NumPy 1.22 kicks off windows/arm64 support, completes main annotation work

NumPy 1.22 kicks off windows/arm64 support, completes main annotation work

After more than a half year of work, the NumPy team has released version 1.22 of the scientific computing library – the first to be able to work with windows/arm64 targets.

Amongst other things, the new version allows developers to compute the number of 1-bits in an integer through the new bit_count function, use comment blocks to generate C/C++ API reference documentation, and keep the dimensions of reduced axes when using argmin and argmax in combination with new keepdims argument.

The interpolation= keyword argument in quantile and percentile has been replaced by a new method= one, which is said to support 13 methods that align with scientific literature, the R language, and previously available approaches. NumPy’s floating point and integer types have been fitted with a float.is_integer implementation since the last release, and numpy.ndarray, numpy.dtype and numpy.number classes are now subscriptable for Python 3.9 or newer, which should make the use of certain expressions more straightforward.

The latest iteration also quenches some more particular needs, by providing things like an option to configure allocators for data segments of a ndarray, which has been included to help realise hardware-specific optimisations. The addition was spurred by teams running into performance degradations using the regular memory management strategy, though most regular users will probably keep accepting the bottleneck for the sake of simplicity.

Meanwhile, the plugin for static type checker mypy has been extended to be able to set the platform-specific c_intp precision which is for instance utilised as the data type for numpy.ndarray.cytypes attributes.

Developers who like to get in on new additions early, can take a look at the initial implementation of an enhancement proposal that seeks to support the Python array API standard. The still experimental feature allows users to make sure their code is portable and works with a variety of other multidimensional array libraries such as TensorFlow and PyTorch. There’s also a new header (experimental_public_dtype_api.h) available to facilitate investigations into the upcoming APIs for user DType support and universal functions. 

Apart from this, NumPy 1.22 marks the complete annotation of the main NumPy namespace, a process that started in the runup to the 1.20 release last year. Other sub-packages that have since been fitted with annotations include numpy.testing, and numpy.linalg.

In order to have NumPy 1.22 work properly, the library needs Python 3.8 or higher to be installed, as support for Python 3.7 was dropped with the release.

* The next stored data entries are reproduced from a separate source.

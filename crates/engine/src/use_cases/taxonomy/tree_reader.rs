//! Read-side queries over the attribute tree.

use std::collections::HashSet;
use std::sync::Arc;

use catalog_domain::{AttributeId, CategoryAttribute, CategoryId, NodeSummary, RootAttribute};

use crate::infrastructure::ports::TaxonomyRepo;

use super::error::TaxonomyError;

pub struct TreeReader {
    repo: Arc<dyn TaxonomyRepo>,
}

impl TreeReader {
    pub fn new(repo: Arc<dyn TaxonomyRepo>) -> Self {
        Self { repo }
    }

    /// Level-0 nodes in insertion order, optionally for one category.
    pub async fn list_roots(
        &self,
        category_id: Option<CategoryId>,
    ) -> Result<Vec<RootAttribute>, TaxonomyError> {
        let roots = self.repo.list_root_attributes(category_id).await?;
        tracing::debug!(count = roots.len(), "Listed root attributes");
        Ok(roots.iter().map(CategoryAttribute::root_summary).collect())
    }

    /// Every node below `id`, excluding `id` itself.
    ///
    /// An empty result is reported as `NotFound`, so a childless node and a
    /// missing node look the same here. Use [`TreeReader::subtree`] to tell
    /// them apart.
    pub async fn list_descendants(
        &self,
        id: AttributeId,
    ) -> Result<Vec<NodeSummary>, TaxonomyError> {
        let nodes = self.subtree(id).await?;
        if nodes.is_empty() {
            return Err(TaxonomyError::attribute_not_found(id));
        }
        Ok(nodes)
    }

    /// Every node below `id`, breadth-first by level, ties in creation order.
    ///
    /// Fails with `NotFound` only when `id` does not exist.
    pub async fn subtree(&self, id: AttributeId) -> Result<Vec<NodeSummary>, TaxonomyError> {
        let root = self
            .repo
            .get_attribute(id)
            .await?
            .ok_or_else(|| TaxonomyError::attribute_not_found(id))?;

        let mut seen = HashSet::from([root.id]);
        let mut summaries = Vec::new();
        let mut frontier = vec![root];

        while !frontier.is_empty() {
            let mut next = Vec::new();
            for parent in &frontier {
                for child in self.repo.list_children(parent.id).await? {
                    check_link(parent, &child)?;
                    if !seen.insert(child.id) {
                        return Err(TaxonomyError::MalformedTree(format!(
                            "node {} is reachable more than once below {}",
                            child.id, id
                        )));
                    }
                    next.push(child);
                }
            }
            // Store ids are assigned in creation order.
            next.sort_by_key(|node| node.id);
            summaries.extend(next.iter().map(CategoryAttribute::summary));
            frontier = next;
        }

        tracing::debug!(attribute_id = %id, count = summaries.len(), "Walked subtree");
        Ok(summaries)
    }

    pub async fn attribute_exists(&self, id: AttributeId) -> Result<bool, TaxonomyError> {
        Ok(self.repo.get_attribute(id).await?.is_some())
    }
}

fn check_link(parent: &CategoryAttribute, child: &CategoryAttribute) -> Result<(), TaxonomyError> {
    let expected_level = parent.level.checked_add(1);
    if child.category_id != parent.category_id
        || Some(child.level) != expected_level
        || child.level != child.ancestor_path.level()
        || child.ancestor_path.last() != Some(parent.id)
    {
        return Err(TaxonomyError::MalformedTree(format!(
            "node {} (level {}) does not extend parent {} (level {})",
            child.id, child.level, parent.id, parent.level
        )));
    }
    Ok(())
}
//! Use cases - User story orchestration.
//!
//! Each module contains use cases for a specific domain area.

pub mod taxonomy;

pub use taxonomy::TaxonomyUseCases;
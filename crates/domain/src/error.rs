//! Unified error types for the domain layer
//!
//! Value objects reject bad input with a `DomainError` so callers never have to
//! fall back to bare strings.

use thiserror::Error;

/// Unified error type for domain operations
#[derive(Debug, Error, Clone, PartialEq, Eq)]
pub enum DomainError {
    /// Validation failed (e.g., empty names)
    #[error("Validation failed: {0}")]
    Validation(String),

    /// Business rule violation
    #[error("Constraint violation: {0}")]
    Constraint(String),
}

impl DomainError {
    /// Creates a validation error for malformed input.
    ///
    /// Use this when a value object cannot be built from what the caller sent:
    /// - Required text is empty or whitespace
    /// - Text exceeds the stored column width
    ///
    /// # Example
    /// ```ignore
    /// if name.trim().is_empty() {
    ///     return Err(DomainError::validation("Category name cannot be empty"));
    /// }
    /// ```
    pub fn validation(msg: impl Into<String>) -> Self {
        Self::Validation(msg.into())
    }

    /// Create a constraint violation error
    pub fn constraint(msg: impl Into<String>) -> Self {
        Self::Constraint(msg.into())
    }
}
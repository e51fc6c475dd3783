//! Validated text newtypes for the category tree
//!
//! These newtypes ensure that labels are valid by construction:
//! - Non-empty
//! - Within length limits
//! - Trimmed of leading/trailing whitespace

use serde::{Deserialize, Serialize};
use std::fmt;

use crate::error::DomainError;

/// Maximum length for category names
const MAX_NAME_LENGTH: usize = 200;

/// Maximum length for attribute descriptions
const MAX_DESCRIPTION_LENGTH: usize = 255;

fn trimmed_label(value: String, label: &str, max: usize) -> Result<String, DomainError> {
    let trimmed = value.trim();
    if trimmed.is_empty() {
        return Err(DomainError::validation(format!("{} cannot be empty", label)));
    }
    if trimmed.chars().count() > max {
        return Err(DomainError::validation(format!(
            "{} cannot exceed {} characters",
            label, max
        )));
    }
    Ok(trimmed.to_string())
}

// ============================================================================
// CategoryName
// ============================================================================

/// A validated root category name (non-empty, <=200 chars, trimmed)
#[derive(Debug, Clone, PartialEq, Eq, Hash, Serialize, Deserialize)]
#[serde(try_from = "String", into = "String")]
pub struct CategoryName(String);

impl CategoryName {
    /// Create a new validated category name.
    ///
    /// # Errors
    ///
    /// Returns `DomainError::Validation` if:
    /// - The name is empty after trimming
    /// - The name exceeds 200 characters after trimming
    pub fn new(name: impl Into<String>) -> Result<Self, DomainError> {
        trimmed_label(name.into(), "Category name", MAX_NAME_LENGTH).map(Self)
    }

    pub fn as_str(&self) -> &str {
        &self.0
    }
}

impl fmt::Display for CategoryName {
    fn fmt(&self, f: &mut fmt::Formatter<'_>) -> fmt::Result {
        write!(f, "{}", self.0)
    }
}

impl TryFrom<String> for CategoryName {
    type Error = DomainError;

    fn try_from(s: String) -> Result<Self, Self::Error> {
        Self::new(s)
    }
}

impl From<CategoryName> for String {
    fn from(name: CategoryName) -> String {
        name.0
    }
}

// ============================================================================
// AttributeDescription
// ============================================================================

/// The label of one attribute node (non-empty, <=255 chars, trimmed).
///
/// Sibling uniqueness compares the trimmed form, so "Full-face" and
/// " Full-face " collide under the same parent.
#[derive(Debug, Clone, PartialEq, Eq, Hash, Serialize, Deserialize)]
#[serde(try_from = "String", into = "String")]
pub struct AttributeDescription(String);

impl AttributeDescription {
    /// Create a new validated attribute description.
    ///
    /// # Errors
    ///
    /// Returns `DomainError::Validation` if the description is empty after
    /// trimming or longer than 255 characters.
    pub fn new(description: impl Into<String>) -> Result<Self, DomainError> {
        trimmed_label(description.into(), "Attribute description", MAX_DESCRIPTION_LENGTH)
            .map(Self)
    }

    pub fn as_str(&self) -> &str {
        &self.0
    }
}

impl fmt::Display for AttributeDescription {
    fn fmt(&self, f: &mut fmt::Formatter<'_>) -> fmt::Result {
        write!(f, "{}", self.0)
    }
}

impl TryFrom<String> for AttributeDescription {
    type Error = DomainError;

    fn try_from(s: String) -> Result<Self, Self::Error> {
        Self::new(s)
    }
}

impl From<AttributeDescription> for String {
    fn from(description: AttributeDescription) -> String {
        description.0
    }
}

#[cfg(test)]
mod tests {
    use super::*;

    #[test]
    fn category_name_is_trimmed() {
        let name = CategoryName::new("  Safety Helmets ").expect("valid name");
        assert_eq!(name.as_str(), "Safety Helmets");
    }

    #[test]
    fn category_name_rejects_blank() {
        let err = CategoryName::new("   ").expect_err("blank name");
        assert_eq!(
            err,
            DomainError::validation("Category name cannot be empty")
        );
    }

    #[test]
    fn description_rejects_overlong_text() {
        let long = "x".repeat(MAX_DESCRIPTION_LENGTH + 1);
        let err = AttributeDescription::new(long).expect_err("too long");
        assert!(err.to_string().contains("cannot exceed 255"));
    }

    #[test]
    fn description_counts_characters_not_bytes() {
        let accented = "é".repeat(MAX_DESCRIPTION_LENGTH);
        assert!(AttributeDescription::new(accented).is_ok());
    }

    #[test]
    fn description_deserialization_validates() {
        let parsed: Result<AttributeDescription, _> = serde_json::from_str("\"\"");
        assert!(parsed.is_err());

        let parsed: AttributeDescription =
            serde_json::from_str("\" Full-face \"").expect("valid description");
        assert_eq!(parsed.as_str(), "Full-face");
    }
}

Before updating to the new version, developers should also be aware that passing boolean kth values to numpy.partition and numpy.argpartition isn’t an option anymore and that previously deprecated loads, ndfromtxt, and mafromtxt have been removed for good in v1.22. Other changes mean that the library will throw a TypeError should floor division of complex types be attempted, and produce the same output class as the base function when numpy.vectorize is used.